Each sensor module acquires data for each wheel, stores it for later processing and waits until the next wheel arrives over its sense zone.

For wheel condition analysis, the accelerometers sense rail motion. Rail motion due to normal train passage is removed leaving impact data. This impact data is recorded axle by axle, combined with the vehicle AVI tag and sent to a PC in the Train Control area where it is analyzed and recorded. The PC in the Train Control Area then prints alarm reports and stores the results in databases situated on various servers and PCs.

The system automatically compensates for changes in track modulus including long term track or subgrade changes. The installation shown in the figure to the right is on an electrified line in northern Norway that undergoes weekly freeze-thaw cycles six months of the year.

Wayside Equipment

Each array is connected to a purpose built signal processor that interfaces to the AVI reader, 10 accelerometers, temperature sensors, 4 wheel sensors, and up to 24 channels of strain gauge bridges.

The architecture is multi-processor distributed. Sampling rates and frequency domains are dynamically selected based on train speed.

The figure below shows a signal processor with the front cover closed.

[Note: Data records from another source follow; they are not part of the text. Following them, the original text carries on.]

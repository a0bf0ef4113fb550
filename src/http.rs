use std::thread;
use std::time::Duration;

use thiserror::Error;
use tracing::{debug, warn};

const ERROR_BODY_LIMIT: usize = 240;

#[derive(Debug, Clone)]
pub(crate) struct RetryPolicy {
    pub(crate) connect_timeout: Duration,
    pub(crate) read_timeout: Duration,
    pub(crate) attempts: usize,
    pub(crate) retry_delay: Duration,
}

#[derive(Debug, Error)]
pub(crate) enum HttpError {
    #[error("request failed after {attempts} attempt(s): HTTP status {status}{}", body_suffix(.body))]
    Status {
        status: u16,
        body: String,
        attempts: usize,
    },
    #[error("request failed after {attempts} attempt(s): transport error: {message}")]
    Transport { attempts: usize, message: String },
    #[error("request failed: response decode failed: {0}")]
    Decode(String),
}

impl HttpError {
    pub(crate) fn status(&self) -> Option<u16> {
        match self {
            Self::Status { status, .. } => Some(*status),
            _ => None,
        }
    }

    pub(crate) fn is_unauthorized(&self) -> bool {
        self.status() == Some(401)
    }
}

fn body_suffix(body: &str) -> String {
    if body.is_empty() {
        String::new()
    } else {
        format!(" ({body})")
    }
}

#[derive(Debug, Clone, Copy, PartialEq, Eq)]
pub(crate) enum Method {
    Get,
    Post,
}

impl Method {
    fn as_str(self) -> &'static str {
        match self {
            Self::Get => "GET",
            Self::Post => "POST",
        }
    }
}

// Query strings (and, for webhooks, the path) carry credentials; logs and
// errors only ever see `target()`.
#[derive(Debug, Clone)]
pub(crate) struct Request<'a> {
    method: Method,
    url: &'a str,
    headers: Vec<(&'a str, String)>,
    query: Vec<(&'a str, String)>,
    json_body: Option<String>,
    secret_path: bool,
}

impl<'a> Request<'a> {
    pub(crate) fn get(url: &'a str) -> Self {
        Self::new(Method::Get, url)
    }

    pub(crate) fn post(url: &'a str) -> Self {
        Self::new(Method::Post, url)
    }

    fn new(method: Method, url: &'a str) -> Self {
        Self {
            method,
            url,
            headers: Vec::new(),
            query: Vec::new(),
            json_body: None,
            secret_path: false,
        }
    }

    pub(crate) fn secret_path(mut self) -> Self {
        self.secret_path = true;
        self
    }

    fn target(&self) -> String {
        match url::Url::parse(self.url) {
            Ok(parsed) => {
                let origin = parsed.origin().ascii_serialization();
                if self.secret_path {
                    format!("{origin}/<redacted>")
                } else {
                    format!("{origin}{}", parsed.path())
                }
            }
            Err(_) => "<invalid url>".to_string(),
        }
    }

    pub(crate) fn header(mut self, name: &'a str, value: impl Into<String>) -> Self {
        self.headers.push((name, value.into()));
        self
    }

    pub(crate) fn query(mut self, key: &'a str, value: impl Into<String>) -> Self {
        self.query.push((key, value.into()));
        self
    }

    pub(crate) fn json(mut self, body: String) -> Self {
        self.json_body = Some(body);
        self
    }
}

fn describe_transport(target: &str, err: &ureq::Transport) -> String {
    // `Transport`'s Display embeds the full URL, query included.
    match std::error::Error::source(err) {
        Some(source) => format!("{target}: {}: {source}", err.kind()),
        None => format!("{target}: {}", err.kind()),
    }
}

fn should_retry_http_status(status: u16) -> bool {
    status == 408 || status == 429 || (500..=599).contains(&status)
}

pub(crate) fn send_with_retries(
    request: &Request<'_>,
    policy: &RetryPolicy,
) -> Result<String, HttpError> {
    let attempts = policy.attempts.max(1);
    let target = request.target();
    let agent = ureq::AgentBuilder::new()
        .timeout_connect(policy.connect_timeout)
        .timeout_read(policy.read_timeout)
        .timeout_write(policy.read_timeout)
        .build();

    for attempt in 1..=attempts {
        let mut call = agent.request(request.method.as_str(), request.url);
        for (name, value) in &request.headers {
            call = call.set(name, value);
        }
        for (key, value) in &request.query {
            call = call.query(key, value);
        }

        debug!(
            method = request.method.as_str(),
            endpoint = %target,
            attempt,
            "sending request"
        );
        let result = match &request.json_body {
            Some(body) => call
                .set("Content-Type", "application/json")
                .send_string(body),
            None => call.call(),
        };

        match result {
            Ok(response) => {
                return response
                    .into_string()
                    .map_err(|err| HttpError::Decode(err.to_string()));
            }
            Err(ureq::Error::Status(status, response)) => {
                let response_body = response.into_string().ok().unwrap_or_default();
                let body = response_body
                    .trim()
                    .chars()
                    .take(ERROR_BODY_LIMIT)
                    .collect::<String>();

                if should_retry_http_status(status) && attempt < attempts {
                    warn!(
                        endpoint = %target,
                        status, attempt, attempts, "retryable HTTP status, retrying"
                    );
                    thread::sleep(policy.retry_delay);
                    continue;
                }

                return Err(HttpError::Status {
                    status,
                    body,
                    attempts: attempt,
                });
            }
            Err(ureq::Error::Transport(err)) => {
                let message = describe_transport(&target, &err);
                if attempt < attempts {
                    warn!(
                        endpoint = %target,
                        error = %message,
                        attempt,
                        attempts,
                        "transport error, retrying"
                    );
                    thread::sleep(policy.retry_delay);
                    continue;
                }
                return Err(HttpError::Transport {
                    attempts,
                    message,
                });
            }
        }
    }

    Err(HttpError::Transport {
        attempts,
        message: "exhausted attempts without a concrete error".to_string(),
    })
}
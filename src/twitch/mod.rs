mod api;
mod auth;
mod types;

use thiserror::Error;

use crate::http::HttpError;

pub(crate) use api::TwitchClient;
pub(crate) use types::Clip;

#[derive(Debug, Error)]
pub(crate) enum TwitchError {
    #[error(transparent)]
    Http(#[from] HttpError),
    #[error("failed to decode {what} response: {source}")]
    Decode {
        what: &'static str,
        #[source]
        source: serde_json::Error,
    },
    #[error("no Twitch user found for channel `{0}`")]
    UnknownChannel(String),
}

impl TwitchError {
    pub(crate) fn decode(what: &'static str) -> impl FnOnce(serde_json::Error) -> Self {
        move |source| Self::Decode { what, source }
    }
}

Data derived from the sensors for each wheelset includes:

  • Axle speed
  • Inter-axle distance to within 0.2"
  • Rail and ambient temperature
  • Full AAR spec tag data positioned assigned to nearest axle as read
  • Peak lateral forces for both rails at three cribs (bipolar)
  • Peak vertical force for both rails at each of the six cribs
  • Continual profile of rail motion and acceleration over the full circumference of each wheel with impact characterization and peak locations in each crib. This enablies detection and reporting of multiple defects, long period defects, and runout or ovality. This is independent of sprung mass.
  • Self compensating acceleration array ensure linear arrays response over changing conditions.
  • In-motion weighing with facilities for auto-calibration to reference vehicles, compensation for frost effects, and exclusion of impact effects. Capability to process mixed single axle and standard three-piece bogie wheelsets.